■ **INSTRUCTIONS TO FOLLOW**: What lines in the data hold the string "order"? Show them.

*** RECORDS TO USE ***

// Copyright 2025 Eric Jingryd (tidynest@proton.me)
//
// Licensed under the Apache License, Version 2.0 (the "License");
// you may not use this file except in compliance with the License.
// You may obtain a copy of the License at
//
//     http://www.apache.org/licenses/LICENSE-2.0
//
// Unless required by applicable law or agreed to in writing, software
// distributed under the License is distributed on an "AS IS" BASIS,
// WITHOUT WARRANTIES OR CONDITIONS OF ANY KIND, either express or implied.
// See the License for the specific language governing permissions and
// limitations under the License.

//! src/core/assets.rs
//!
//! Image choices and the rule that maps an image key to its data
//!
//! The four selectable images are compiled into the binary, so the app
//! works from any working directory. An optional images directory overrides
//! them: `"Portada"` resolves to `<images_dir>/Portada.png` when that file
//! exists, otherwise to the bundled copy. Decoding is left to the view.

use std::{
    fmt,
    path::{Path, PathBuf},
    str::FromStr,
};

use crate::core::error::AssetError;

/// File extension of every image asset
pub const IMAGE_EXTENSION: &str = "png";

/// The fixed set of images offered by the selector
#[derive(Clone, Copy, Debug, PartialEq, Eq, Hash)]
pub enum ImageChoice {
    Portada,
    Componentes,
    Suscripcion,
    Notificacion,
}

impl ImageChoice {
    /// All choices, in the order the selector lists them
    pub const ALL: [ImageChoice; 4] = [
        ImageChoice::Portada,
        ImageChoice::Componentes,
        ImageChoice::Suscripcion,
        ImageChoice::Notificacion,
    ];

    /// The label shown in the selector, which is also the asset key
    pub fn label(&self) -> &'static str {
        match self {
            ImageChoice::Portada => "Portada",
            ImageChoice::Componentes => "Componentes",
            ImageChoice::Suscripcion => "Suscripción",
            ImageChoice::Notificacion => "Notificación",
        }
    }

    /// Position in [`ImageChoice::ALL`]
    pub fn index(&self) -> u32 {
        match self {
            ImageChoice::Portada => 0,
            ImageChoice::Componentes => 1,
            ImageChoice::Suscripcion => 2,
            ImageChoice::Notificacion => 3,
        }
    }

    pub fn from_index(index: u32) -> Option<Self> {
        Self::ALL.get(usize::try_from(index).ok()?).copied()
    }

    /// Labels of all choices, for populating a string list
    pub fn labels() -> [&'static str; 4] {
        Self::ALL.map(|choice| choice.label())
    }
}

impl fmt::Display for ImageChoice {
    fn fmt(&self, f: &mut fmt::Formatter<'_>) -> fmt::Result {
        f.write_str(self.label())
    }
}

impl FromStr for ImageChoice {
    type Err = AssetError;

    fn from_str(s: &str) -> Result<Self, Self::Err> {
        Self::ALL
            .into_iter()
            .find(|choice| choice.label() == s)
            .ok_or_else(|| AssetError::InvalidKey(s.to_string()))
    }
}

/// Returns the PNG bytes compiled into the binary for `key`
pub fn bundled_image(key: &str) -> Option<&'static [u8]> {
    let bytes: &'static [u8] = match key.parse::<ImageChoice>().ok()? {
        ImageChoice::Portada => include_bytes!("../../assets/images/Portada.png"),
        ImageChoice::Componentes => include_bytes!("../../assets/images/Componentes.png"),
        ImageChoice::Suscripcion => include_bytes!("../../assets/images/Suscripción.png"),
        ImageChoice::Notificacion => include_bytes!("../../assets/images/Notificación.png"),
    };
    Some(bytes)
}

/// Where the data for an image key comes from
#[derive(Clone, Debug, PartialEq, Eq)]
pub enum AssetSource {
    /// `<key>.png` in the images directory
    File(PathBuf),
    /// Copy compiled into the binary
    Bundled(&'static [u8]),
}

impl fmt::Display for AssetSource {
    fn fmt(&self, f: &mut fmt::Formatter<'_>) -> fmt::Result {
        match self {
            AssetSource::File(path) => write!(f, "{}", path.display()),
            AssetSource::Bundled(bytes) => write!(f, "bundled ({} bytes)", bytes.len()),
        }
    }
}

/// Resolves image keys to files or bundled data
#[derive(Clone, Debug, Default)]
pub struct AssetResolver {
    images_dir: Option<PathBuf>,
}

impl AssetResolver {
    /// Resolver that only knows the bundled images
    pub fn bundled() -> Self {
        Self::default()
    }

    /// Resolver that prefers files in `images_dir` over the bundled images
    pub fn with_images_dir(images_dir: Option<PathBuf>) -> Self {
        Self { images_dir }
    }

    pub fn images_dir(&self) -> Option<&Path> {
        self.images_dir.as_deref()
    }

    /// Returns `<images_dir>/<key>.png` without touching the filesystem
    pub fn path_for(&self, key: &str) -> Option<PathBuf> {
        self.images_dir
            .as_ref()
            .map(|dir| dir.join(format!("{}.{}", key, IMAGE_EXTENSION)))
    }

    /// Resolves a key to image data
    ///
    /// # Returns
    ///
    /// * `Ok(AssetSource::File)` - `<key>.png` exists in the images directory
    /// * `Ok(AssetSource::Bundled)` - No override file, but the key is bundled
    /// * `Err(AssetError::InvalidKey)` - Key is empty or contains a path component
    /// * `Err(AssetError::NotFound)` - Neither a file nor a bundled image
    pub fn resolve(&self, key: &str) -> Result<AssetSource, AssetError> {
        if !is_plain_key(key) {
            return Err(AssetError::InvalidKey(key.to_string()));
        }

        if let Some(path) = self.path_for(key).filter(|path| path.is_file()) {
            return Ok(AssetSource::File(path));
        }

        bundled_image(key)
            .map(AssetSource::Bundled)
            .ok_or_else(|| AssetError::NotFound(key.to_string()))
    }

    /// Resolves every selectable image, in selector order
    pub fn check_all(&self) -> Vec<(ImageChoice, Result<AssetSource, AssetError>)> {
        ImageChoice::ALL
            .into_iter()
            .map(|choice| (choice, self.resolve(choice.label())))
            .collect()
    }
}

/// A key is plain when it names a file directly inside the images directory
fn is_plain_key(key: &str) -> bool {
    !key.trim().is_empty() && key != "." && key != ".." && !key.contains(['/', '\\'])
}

*** End of RECORDS TO USE ***
*** RECORDS TO USE ***

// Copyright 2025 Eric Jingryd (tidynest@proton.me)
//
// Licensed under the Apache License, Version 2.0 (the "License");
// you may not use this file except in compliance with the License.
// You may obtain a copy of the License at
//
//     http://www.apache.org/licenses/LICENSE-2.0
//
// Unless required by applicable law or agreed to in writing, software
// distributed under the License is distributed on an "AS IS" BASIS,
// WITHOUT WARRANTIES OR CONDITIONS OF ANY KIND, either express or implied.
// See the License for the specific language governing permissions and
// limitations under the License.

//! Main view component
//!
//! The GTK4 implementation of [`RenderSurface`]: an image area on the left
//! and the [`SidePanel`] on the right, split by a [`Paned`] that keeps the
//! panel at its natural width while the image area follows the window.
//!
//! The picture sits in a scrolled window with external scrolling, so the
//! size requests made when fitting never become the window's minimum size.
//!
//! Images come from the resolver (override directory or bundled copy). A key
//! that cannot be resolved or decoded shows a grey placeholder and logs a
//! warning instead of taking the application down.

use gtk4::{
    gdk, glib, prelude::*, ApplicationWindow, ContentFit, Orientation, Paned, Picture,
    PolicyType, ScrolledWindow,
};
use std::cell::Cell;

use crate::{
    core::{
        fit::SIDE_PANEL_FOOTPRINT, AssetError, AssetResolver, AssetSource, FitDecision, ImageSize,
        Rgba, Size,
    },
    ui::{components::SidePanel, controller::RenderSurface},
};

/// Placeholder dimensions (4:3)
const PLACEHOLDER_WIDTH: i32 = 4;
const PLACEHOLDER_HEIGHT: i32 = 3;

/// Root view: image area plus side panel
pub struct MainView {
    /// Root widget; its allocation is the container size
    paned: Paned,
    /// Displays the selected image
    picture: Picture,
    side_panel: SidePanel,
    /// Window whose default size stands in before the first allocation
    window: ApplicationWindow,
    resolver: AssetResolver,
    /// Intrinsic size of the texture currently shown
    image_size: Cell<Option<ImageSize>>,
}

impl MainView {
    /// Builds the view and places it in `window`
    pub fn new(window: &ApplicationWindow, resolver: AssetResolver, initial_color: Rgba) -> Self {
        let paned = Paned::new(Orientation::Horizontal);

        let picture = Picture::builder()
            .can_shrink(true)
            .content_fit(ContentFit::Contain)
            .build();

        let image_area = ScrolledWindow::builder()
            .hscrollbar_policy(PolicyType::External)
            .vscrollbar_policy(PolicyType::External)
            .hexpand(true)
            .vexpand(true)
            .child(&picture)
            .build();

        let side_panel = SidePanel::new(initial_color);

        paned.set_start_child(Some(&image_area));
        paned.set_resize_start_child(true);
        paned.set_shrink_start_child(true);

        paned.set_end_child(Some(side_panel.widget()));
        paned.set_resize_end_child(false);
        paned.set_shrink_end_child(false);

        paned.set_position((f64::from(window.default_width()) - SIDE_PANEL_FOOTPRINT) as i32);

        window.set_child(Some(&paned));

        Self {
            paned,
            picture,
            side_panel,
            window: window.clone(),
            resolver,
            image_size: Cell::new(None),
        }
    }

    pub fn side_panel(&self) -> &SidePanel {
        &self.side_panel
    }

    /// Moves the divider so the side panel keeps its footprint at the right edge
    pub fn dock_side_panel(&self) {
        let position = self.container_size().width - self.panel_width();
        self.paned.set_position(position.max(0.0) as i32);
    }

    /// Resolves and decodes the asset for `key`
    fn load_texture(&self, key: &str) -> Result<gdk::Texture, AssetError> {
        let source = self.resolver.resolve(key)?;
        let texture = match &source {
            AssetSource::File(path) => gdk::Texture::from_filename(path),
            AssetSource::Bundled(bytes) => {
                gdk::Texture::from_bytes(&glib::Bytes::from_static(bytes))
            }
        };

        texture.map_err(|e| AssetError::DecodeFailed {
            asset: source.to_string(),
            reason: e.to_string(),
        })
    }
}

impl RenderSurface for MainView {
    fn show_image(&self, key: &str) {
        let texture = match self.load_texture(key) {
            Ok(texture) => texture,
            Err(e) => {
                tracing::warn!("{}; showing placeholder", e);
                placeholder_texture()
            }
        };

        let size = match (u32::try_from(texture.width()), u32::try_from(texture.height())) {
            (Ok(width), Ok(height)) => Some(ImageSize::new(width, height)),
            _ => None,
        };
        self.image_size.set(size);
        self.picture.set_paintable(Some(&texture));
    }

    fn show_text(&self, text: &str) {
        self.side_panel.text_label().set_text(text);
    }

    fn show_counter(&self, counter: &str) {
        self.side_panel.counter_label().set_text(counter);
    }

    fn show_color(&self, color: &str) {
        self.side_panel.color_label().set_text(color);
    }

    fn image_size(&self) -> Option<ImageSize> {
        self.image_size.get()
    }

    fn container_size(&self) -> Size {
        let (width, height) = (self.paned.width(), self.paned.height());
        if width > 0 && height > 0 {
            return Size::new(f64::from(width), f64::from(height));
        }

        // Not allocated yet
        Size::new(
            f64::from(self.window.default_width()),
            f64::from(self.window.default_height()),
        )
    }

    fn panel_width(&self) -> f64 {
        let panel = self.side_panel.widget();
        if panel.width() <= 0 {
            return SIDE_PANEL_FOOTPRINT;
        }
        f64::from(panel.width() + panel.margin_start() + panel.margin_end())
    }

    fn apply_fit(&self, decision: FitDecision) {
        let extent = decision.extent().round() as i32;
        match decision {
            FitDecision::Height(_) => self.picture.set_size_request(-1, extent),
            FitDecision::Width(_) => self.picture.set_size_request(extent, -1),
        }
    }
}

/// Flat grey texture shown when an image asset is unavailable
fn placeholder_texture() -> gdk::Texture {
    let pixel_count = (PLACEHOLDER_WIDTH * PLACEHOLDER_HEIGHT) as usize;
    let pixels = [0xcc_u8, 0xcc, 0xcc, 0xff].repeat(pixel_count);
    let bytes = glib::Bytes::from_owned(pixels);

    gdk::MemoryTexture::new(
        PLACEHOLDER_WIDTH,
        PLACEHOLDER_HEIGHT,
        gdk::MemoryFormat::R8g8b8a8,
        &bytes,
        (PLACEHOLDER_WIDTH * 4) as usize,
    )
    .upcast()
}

*** End of RECORDS TO USE ***

■ **SOLUTION BELOW**:
    /// All choices, in the order the selector lists them
    /// Resolves every selectable image, in selector order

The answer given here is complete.